[[ Information shown, beginning ]]

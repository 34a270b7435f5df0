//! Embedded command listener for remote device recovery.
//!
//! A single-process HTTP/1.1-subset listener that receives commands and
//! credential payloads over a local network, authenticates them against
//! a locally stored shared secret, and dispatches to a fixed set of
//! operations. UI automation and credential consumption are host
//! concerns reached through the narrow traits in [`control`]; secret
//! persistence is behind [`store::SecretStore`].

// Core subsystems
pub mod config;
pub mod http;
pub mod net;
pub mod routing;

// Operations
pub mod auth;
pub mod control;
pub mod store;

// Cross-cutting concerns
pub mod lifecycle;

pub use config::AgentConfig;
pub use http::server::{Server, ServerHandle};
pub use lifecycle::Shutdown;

[[ Information shown, end ]]
[[ Information shown, beginning ]]

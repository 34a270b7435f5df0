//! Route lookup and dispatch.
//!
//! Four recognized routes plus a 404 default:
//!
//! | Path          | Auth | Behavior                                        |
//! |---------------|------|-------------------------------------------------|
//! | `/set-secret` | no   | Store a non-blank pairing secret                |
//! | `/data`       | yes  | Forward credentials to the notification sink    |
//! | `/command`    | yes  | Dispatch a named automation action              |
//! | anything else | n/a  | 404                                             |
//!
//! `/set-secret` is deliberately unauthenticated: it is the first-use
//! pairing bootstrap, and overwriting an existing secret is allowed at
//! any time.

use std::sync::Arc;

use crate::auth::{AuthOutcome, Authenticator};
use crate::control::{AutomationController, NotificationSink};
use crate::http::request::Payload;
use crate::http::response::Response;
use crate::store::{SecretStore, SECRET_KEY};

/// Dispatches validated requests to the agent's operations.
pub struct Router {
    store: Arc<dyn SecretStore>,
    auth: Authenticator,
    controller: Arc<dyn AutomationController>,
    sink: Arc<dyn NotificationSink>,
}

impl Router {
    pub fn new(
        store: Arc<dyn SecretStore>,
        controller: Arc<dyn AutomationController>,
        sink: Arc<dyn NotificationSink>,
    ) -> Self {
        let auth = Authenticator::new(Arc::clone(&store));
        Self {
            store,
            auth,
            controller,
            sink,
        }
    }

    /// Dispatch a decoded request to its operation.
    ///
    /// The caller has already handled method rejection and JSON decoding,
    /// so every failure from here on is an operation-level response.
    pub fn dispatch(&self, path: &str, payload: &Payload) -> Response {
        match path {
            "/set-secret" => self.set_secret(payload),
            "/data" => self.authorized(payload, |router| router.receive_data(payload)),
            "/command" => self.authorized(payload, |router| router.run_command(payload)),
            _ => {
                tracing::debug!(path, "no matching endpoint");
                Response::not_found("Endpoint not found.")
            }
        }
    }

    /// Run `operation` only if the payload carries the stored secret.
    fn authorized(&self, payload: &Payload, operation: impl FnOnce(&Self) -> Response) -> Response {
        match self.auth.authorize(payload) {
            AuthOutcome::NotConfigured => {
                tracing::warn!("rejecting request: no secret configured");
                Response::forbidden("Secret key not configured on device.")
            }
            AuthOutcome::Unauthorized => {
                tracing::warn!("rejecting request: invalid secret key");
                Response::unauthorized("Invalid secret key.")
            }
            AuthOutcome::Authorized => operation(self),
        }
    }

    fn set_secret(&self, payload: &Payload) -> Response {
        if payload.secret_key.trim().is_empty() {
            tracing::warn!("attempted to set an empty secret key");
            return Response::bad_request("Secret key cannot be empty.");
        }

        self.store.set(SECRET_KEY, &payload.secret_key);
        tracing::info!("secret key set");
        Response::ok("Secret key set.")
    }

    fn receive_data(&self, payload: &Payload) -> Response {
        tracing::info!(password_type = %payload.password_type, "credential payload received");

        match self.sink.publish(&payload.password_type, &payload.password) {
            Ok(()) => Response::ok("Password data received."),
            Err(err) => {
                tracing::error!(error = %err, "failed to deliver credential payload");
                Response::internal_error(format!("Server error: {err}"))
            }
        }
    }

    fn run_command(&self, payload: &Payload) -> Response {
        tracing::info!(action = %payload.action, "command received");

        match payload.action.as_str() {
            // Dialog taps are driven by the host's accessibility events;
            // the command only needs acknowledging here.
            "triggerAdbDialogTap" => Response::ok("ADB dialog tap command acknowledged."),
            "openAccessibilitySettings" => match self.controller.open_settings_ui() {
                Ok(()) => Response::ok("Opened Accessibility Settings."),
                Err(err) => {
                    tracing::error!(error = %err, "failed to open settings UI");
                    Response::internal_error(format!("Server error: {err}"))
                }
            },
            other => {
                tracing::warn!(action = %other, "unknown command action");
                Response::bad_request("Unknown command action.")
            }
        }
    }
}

[[ Information shown, end ]]

■ Exercise ■
All that is needed is how many lines of the data contain "SecretStore", stated as a number.

■ Response area ■
4